▶ [EXERCISE DETAILS]: In the data below, find each line carrying the string "LlmGenerate" and copy it out.

▶ [RECORD EXTRACTS]:
+ + + +
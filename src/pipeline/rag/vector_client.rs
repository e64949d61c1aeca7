//! HTTP client for the external vector-search service.

use serde::{Deserialize, Serialize};

use super::types::{MetadataFilter, RetrievedDocument, ScoredDocument, VectorSearch};
use super::RagError;

pub struct HttpVectorSearch {
    base_url: String,
    client: reqwest::Client,
}

#[derive(Serialize)]
struct SearchRequest<'a> {
    query: &'a str,
    top_k: usize,
    #[serde(skip_serializing_if = "Option::is_none")]
    filter: Option<serde_json::Value>,
}

#[derive(Deserialize)]
struct SearchResponse {
    #[serde(default)]
    matches: Vec<SearchMatch>,
}

#[derive(Deserialize)]
struct SearchMatch {
    #[serde(flatten)]
    document: RetrievedDocument,
    score: f32,
}

impl HttpVectorSearch {
    pub fn new(base_url: &str) -> Result<Self, RagError> {
        let client = reqwest::Client::builder()
            .build()
            .map_err(|e| RagError::VectorSearch(e.to_string()))?;
        Ok(Self {
            base_url: base_url.trim_end_matches('/').to_string(),
            client,
        })
    }

    /// Create a client and confirm the service answers its health check.
    pub async fn connect(base_url: &str) -> Result<Self, RagError> {
        let search = Self::new(base_url)?;
        let url = format!("{}/health", search.base_url);
        let response = search
            .client
            .get(&url)
            .send()
            .await
            .map_err(|e| RagError::VectorSearch(e.to_string()))?;
        if !response.status().is_success() {
            return Err(RagError::VectorSearch(format!(
                "health check returned {}",
                response.status().as_u16()
            )));
        }
        tracing::info!(url = %search.base_url, "Vector search service reachable");
        Ok(search)
    }
}

impl VectorSearch for HttpVectorSearch {
    async fn search(
        &self,
        query_text: &str,
        top_k: usize,
        filter: Option<&MetadataFilter>,
    ) -> Result<Vec<ScoredDocument>, RagError> {
        let url = format!("{}/search", self.base_url);
        let body = SearchRequest {
            query: query_text,
            top_k,
            filter: filter.map(MetadataFilter::to_query_json),
        };

        let response = self
            .client
            .post(&url)
            .json(&body)
            .send()
            .await
            .map_err(|e| RagError::VectorSearch(e.to_string()))?;

        let status = response.status();
        if !status.is_success() {
            return Err(RagError::VectorSearch(format!("status {}", status.as_u16())));
        }

        let parsed: SearchResponse = response
            .json()
            .await
            .map_err(|e| RagError::ResponseParsing(e.to_string()))?;

        tracing::debug!(matches = parsed.matches.len(), top_k, "Vector search returned");
        Ok(parsed
            .matches
            .into_iter()
            .take(top_k)
            .map(|m| ScoredDocument {
                document: m.document,
                score: m.score,
            })
            .collect())
    }
}

#[cfg(test)]
mod tests {
    use super::*;
    use axum::http::StatusCode;
    use axum::routing::{get, post};
    use axum::{Json, Router};
    use serde_json::{json, Value};

    async fn serve(app: Router) -> String {
        let listener = tokio::net::TcpListener::bind("127.0.0.1:0").await.unwrap();
        let addr = listener.local_addr().unwrap();
        tokio::spawn(async move {
            axum::serve(listener, app).await.unwrap();
        });
        format!("http://{addr}")
    }

    fn fake_index() -> Router {
        Router::new()
            .route("/health", get(|| async { StatusCode::OK }))
            .route(
                "/search",
                post(|Json(body): Json<Value>| async move {
                    assert_eq!(body["top_k"], json!(3));
                    assert_eq!(body["filter"]["category"]["$eq"], json!("interaction"));
                    Json(json!({
                        "matches": [{
                            "id": "doc-1",
                            "content": "Ibuprofen with alcohol raises bleeding risk.",
                            "source": "drugbank",
                            "category": "interaction",
                            "confidence": 0.9,
                            "last_updated": "2024-02-01",
                            "score": 0.82
                        }]
                    }))
                }),
            )
    }

    #[tokio::test]
    async fn search_sends_filter_and_parses_matches() {
        let url = serve(fake_index()).await;
        let search = HttpVectorSearch::connect(&url).await.unwrap();
        let hits = search
            .search("ibuprofen alcohol", 3, Some(&MetadataFilter::category("interaction")))
            .await
            .unwrap();

        assert_eq!(hits.len(), 1);
        assert_eq!(hits[0].document.id, "doc-1");
        assert_eq!(hits[0].document.source, "drugbank");
        assert_eq!(hits[0].document.last_updated, Some("2024-02-01".parse().unwrap()));
        assert!((hits[0].score - 0.82).abs() < 1e-6);
    }

    #[tokio::test]
    async fn server_error_is_vector_search_error() {
        let app = Router::new().route(
            "/search",
            post(|| async { StatusCode::INTERNAL_SERVER_ERROR }),
        );
        let url = serve(app).await;
        let search = HttpVectorSearch::new(&url).unwrap();
        let err = search.search("anything", 3, None).await.unwrap_err();
        assert!(matches!(err, RagError::VectorSearch(_)));
    }

    #[tokio::test]
    async fn connect_fails_without_health_endpoint() {
        let url = serve(Router::new()).await;
        assert!(HttpVectorSearch::connect(&url).await.is_err());
    }
}
//! API router.
//!
//! Returns a composable `Router` with every route under `/api/`.

use axum::routing::{get, post};
use axum::Router;

use crate::api::endpoints;
use crate::api::types::ApiContext;
use crate::pipeline::rag::types::{LlmGenerate, VectorSearch};

/// Build the API router.
///
/// Handlers use `State<ApiContext>`; `.with_state()` turns the inner
/// router into `Router<()>` so it can be nested and served.
pub fn api_router<V, G>(ctx: ApiContext<V, G>) -> Router
where
    V: VectorSearch + 'static,
    G: LlmGenerate + 'static,
{
    let api = Router::new()
        .route("/health", get(endpoints::health::check::<V, G>))
        .route("/query", post(endpoints::query::answer::<V, G>))
        .route("/admin/reload", post(endpoints::admin::reload_patterns::<V, G>))
        .with_state(ctx);

    Router::new().nest("/api", api)
}
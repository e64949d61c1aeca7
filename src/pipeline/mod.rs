pub mod patterns;
pub mod rag;
pub mod safety;
pub mod orchestrator;
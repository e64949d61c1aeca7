//! HTTP endpoint handlers.

pub mod admin;
pub mod health;
pub mod query;
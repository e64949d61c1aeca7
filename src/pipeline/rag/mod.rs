pub mod types;
pub mod classify;
pub mod knowledge;
pub mod retrieval;
pub mod prompt;
pub mod synthesis;
pub mod ollama;
pub mod vector_client;

use thiserror::Error;

#[derive(Error, Debug)]
pub enum RagError {
    #[error("Ollama connection failed: {0}")]
    OllamaConnection(String),

    #[error("Model not available: {0}")]
    NoModel(String),

    #[error("Response parsing error: {0}")]
    ResponseParsing(String),

    #[error("Vector search failed: {0}")]
    VectorSearch(String),

    #[error("{service} timed out after {millis} ms")]
    Timeout { service: &'static str, millis: u128 },

    #[error("{0} is unavailable")]
    Unavailable(&'static str),

    #[error("Knowledge base error: {0}")]
    Knowledge(String),
}
use regex::Captures;

use crate::pipeline::patterns::RephraseRule;

/// Rewrite directive or speculative phrasing into hedged language.
///
/// Rules apply in order, each over the output of the previous one.
/// Replacement templates may reference capture groups (`$1`). A match that
/// starts with a capital letter yields a capitalized replacement.
pub fn hedge_phrasing(rules: &[RephraseRule], text: &str) -> String {
    let mut result = text.to_string();
    let mut applied = 0usize;

    for rule in rules {
        if rule.pattern.is_match(&result) {
            result = rule
                .pattern
                .replace_all(&result, |caps: &Captures| {
                    let mut replacement = String::new();
                    caps.expand(&rule.replacement, &mut replacement);
                    match_leading_case(&caps[0], replacement)
                })
                .into_owned();
            applied += 1;
        }
    }

    tracing::debug!(rules_applied = applied, "Hedging rules applied");
    result
}

fn match_leading_case(matched: &str, replacement: String) -> String {
    let starts_upper = matched.chars().next().is_some_and(char::is_uppercase);
    let mut chars = replacement.chars();
    match chars.next() {
        Some(first) if starts_upper && first.is_lowercase() => {
            first.to_uppercase().chain(chars).collect()
        }
        _ => replacement,
    }
}
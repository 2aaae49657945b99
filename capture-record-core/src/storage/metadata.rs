use std::fs;
use std::path::{Path, PathBuf};

use crate::models::error::CaptureError;
use crate::models::recording_result::RecordingMetadata;

/// Sidecar path for a recording: `{stem}.metadata.json` next to the file.
pub fn metadata_path(recording_path: &Path) -> PathBuf {
    recording_path.with_extension("metadata.json")
}

/// Write recording metadata as a JSON sidecar file.
pub fn write_metadata(metadata: &RecordingMetadata, recording_path: &Path) -> Result<PathBuf, CaptureError> {
    let path = metadata_path(recording_path);
    let json = serde_json::to_string_pretty(metadata)
        .map_err(|e| CaptureError::StorageError(format!("failed to serialize metadata: {}", e)))?;
    fs::write(&path, json).map_err(|e| CaptureError::StorageError(format!("failed to write metadata: {}", e)))?;
    Ok(path)
}

/// Read recording metadata from a JSON sidecar file.
pub fn read_metadata(recording_path: &Path) -> Result<RecordingMetadata, CaptureError> {
    let json = fs::read_to_string(metadata_path(recording_path))
        .map_err(|e| CaptureError::StorageError(format!("failed to read metadata: {}", e)))?;
    serde_json::from_str(&json).map_err(|e| CaptureError::StorageError(format!("failed to parse metadata: {}", e)))
}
+ + + +
▶ [WRITTEN RESPONSE]:
use crate::pipeline::rag::types::{LlmGenerate, VectorSearch};
    G: LlmGenerate + 'static,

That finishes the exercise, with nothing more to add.